[Collected data]
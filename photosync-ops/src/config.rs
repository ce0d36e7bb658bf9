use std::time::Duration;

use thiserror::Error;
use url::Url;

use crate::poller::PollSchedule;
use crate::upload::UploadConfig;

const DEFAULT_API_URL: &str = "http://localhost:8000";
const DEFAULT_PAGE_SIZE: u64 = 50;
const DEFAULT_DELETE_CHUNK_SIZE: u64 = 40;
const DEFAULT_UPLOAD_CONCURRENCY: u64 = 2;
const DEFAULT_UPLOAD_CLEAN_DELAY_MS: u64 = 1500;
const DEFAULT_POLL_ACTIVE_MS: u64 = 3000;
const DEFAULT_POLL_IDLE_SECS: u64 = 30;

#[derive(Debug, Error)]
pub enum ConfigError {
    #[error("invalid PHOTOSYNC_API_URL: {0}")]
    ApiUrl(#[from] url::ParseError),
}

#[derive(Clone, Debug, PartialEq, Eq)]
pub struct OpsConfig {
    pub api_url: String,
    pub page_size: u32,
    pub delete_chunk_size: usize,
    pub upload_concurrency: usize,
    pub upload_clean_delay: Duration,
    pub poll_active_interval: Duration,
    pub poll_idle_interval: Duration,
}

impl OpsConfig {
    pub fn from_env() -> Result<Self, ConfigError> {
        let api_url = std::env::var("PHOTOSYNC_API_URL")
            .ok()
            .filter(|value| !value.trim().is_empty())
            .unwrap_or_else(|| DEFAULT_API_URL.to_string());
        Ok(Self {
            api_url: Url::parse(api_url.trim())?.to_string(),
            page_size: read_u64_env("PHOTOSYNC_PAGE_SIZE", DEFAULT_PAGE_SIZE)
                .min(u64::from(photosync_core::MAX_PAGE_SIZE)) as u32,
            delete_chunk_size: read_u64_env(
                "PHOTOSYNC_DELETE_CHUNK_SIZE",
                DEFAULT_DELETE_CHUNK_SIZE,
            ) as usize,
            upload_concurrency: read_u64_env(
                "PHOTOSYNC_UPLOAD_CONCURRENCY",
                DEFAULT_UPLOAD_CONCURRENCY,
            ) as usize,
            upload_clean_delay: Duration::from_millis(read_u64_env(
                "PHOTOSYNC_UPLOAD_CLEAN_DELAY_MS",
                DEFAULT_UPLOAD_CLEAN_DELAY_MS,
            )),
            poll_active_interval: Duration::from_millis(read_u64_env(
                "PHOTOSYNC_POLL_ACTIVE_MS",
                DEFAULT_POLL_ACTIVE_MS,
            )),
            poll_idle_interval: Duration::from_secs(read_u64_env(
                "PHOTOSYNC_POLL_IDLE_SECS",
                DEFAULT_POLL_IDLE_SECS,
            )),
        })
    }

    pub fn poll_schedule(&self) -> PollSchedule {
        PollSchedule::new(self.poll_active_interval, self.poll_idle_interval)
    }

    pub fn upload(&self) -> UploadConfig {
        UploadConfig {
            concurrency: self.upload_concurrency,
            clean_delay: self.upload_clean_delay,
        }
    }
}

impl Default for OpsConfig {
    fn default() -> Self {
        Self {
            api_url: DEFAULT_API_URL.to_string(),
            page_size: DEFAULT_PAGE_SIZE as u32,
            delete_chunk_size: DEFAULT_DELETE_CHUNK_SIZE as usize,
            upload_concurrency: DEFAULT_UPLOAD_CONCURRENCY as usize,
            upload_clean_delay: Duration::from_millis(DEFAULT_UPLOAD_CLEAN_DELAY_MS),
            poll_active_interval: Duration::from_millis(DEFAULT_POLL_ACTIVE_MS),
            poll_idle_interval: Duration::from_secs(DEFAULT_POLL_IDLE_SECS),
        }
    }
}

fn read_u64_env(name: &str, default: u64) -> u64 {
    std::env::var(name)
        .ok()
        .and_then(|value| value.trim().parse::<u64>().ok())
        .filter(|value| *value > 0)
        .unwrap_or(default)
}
==
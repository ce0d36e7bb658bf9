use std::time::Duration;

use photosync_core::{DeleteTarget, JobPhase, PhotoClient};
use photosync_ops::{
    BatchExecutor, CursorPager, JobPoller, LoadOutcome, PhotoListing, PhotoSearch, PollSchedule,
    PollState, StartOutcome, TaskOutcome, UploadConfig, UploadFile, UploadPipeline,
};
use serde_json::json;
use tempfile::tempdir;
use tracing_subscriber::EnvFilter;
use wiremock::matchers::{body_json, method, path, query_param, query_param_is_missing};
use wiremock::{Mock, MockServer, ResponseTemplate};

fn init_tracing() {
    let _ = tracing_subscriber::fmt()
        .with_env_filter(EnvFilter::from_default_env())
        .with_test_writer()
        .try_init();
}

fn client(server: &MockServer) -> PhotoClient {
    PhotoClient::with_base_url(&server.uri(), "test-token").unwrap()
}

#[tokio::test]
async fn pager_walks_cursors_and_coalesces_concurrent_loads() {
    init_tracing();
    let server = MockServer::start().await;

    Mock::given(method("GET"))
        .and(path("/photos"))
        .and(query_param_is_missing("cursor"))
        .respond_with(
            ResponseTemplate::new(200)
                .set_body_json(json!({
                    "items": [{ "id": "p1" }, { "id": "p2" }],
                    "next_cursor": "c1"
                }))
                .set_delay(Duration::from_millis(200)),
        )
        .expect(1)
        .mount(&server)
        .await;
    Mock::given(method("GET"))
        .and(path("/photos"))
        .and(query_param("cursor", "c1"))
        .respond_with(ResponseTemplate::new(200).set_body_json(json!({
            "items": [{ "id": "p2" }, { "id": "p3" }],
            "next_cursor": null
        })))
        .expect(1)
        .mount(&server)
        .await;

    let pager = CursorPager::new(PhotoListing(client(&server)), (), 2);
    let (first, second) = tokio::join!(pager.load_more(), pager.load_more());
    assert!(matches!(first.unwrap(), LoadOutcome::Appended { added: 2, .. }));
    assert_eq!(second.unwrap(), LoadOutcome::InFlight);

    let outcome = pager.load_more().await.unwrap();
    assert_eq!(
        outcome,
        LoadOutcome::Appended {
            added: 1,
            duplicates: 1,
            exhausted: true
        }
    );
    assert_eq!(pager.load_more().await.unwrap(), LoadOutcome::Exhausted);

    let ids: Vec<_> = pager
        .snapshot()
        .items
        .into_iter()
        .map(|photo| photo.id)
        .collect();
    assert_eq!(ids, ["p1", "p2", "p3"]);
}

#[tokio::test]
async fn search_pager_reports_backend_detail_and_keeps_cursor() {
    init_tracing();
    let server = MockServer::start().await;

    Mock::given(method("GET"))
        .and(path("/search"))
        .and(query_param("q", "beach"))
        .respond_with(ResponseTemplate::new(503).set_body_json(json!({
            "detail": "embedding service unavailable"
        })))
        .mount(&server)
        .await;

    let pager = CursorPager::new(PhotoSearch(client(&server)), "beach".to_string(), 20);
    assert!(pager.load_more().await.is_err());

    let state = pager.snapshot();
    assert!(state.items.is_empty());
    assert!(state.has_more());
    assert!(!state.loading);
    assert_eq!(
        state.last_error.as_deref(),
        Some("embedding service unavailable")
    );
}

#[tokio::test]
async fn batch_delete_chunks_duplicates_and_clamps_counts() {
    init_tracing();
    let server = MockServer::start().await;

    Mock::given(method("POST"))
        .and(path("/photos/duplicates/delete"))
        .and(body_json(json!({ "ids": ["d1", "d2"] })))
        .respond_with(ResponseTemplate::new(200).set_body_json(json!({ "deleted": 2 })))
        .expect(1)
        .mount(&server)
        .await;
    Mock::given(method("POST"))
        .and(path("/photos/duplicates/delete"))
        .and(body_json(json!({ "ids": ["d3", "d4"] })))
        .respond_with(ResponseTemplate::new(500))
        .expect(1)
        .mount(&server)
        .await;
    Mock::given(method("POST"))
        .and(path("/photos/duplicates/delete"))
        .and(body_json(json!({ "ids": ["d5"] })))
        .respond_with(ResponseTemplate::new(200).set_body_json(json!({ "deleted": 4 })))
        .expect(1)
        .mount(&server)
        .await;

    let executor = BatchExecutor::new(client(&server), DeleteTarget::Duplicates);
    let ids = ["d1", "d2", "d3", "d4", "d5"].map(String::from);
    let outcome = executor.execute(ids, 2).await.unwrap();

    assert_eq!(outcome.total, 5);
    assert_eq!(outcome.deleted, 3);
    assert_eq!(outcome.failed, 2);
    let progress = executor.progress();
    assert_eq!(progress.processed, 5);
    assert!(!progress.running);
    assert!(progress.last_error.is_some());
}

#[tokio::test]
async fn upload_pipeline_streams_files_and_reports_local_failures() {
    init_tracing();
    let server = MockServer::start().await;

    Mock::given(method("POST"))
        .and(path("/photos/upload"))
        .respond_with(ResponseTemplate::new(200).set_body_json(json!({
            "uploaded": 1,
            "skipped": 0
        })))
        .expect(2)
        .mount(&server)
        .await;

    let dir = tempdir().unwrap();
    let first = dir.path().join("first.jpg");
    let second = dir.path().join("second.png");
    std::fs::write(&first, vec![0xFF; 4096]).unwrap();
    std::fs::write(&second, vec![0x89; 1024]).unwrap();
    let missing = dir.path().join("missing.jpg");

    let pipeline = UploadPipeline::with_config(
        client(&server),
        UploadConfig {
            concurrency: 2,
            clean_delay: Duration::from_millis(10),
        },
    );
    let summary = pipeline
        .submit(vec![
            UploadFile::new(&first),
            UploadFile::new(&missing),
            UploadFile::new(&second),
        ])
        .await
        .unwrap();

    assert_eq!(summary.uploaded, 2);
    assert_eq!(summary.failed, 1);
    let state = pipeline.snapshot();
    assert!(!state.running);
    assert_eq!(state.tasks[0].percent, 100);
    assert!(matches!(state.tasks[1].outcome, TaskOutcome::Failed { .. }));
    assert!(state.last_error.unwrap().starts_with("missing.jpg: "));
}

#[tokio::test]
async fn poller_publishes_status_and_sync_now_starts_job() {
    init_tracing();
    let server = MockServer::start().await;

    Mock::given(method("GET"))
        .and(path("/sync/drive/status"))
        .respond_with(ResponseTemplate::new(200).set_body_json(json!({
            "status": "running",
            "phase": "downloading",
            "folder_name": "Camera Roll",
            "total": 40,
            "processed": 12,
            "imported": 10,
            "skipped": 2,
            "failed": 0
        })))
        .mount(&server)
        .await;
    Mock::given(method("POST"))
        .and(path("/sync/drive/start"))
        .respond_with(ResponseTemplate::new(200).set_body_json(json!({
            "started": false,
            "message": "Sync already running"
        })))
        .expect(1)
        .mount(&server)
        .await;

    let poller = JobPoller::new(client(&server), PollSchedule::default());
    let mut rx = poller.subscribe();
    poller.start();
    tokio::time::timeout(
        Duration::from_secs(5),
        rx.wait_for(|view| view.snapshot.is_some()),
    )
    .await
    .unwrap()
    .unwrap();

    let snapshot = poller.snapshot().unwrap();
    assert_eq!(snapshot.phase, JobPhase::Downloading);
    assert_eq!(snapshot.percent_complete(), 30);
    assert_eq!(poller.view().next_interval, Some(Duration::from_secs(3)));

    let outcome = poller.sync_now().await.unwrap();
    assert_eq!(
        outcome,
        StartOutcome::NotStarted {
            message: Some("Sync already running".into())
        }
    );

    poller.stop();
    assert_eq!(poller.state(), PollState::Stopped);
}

PROBLEM TO WORK ON ->
Reproduce each line of the data containing the word "async".

EXERCISE OUTPUT ->
async fn pager_walks_cursors_and_coalesces_concurrent_loads() {
async fn search_pager_reports_backend_detail_and_keeps_cursor() {
async fn batch_delete_chunks_duplicates_and_clamps_counts() {
async fn upload_pipeline_streams_files_and_reports_local_failures() {
async fn poller_publishes_status_and_sync_now_starts_job() {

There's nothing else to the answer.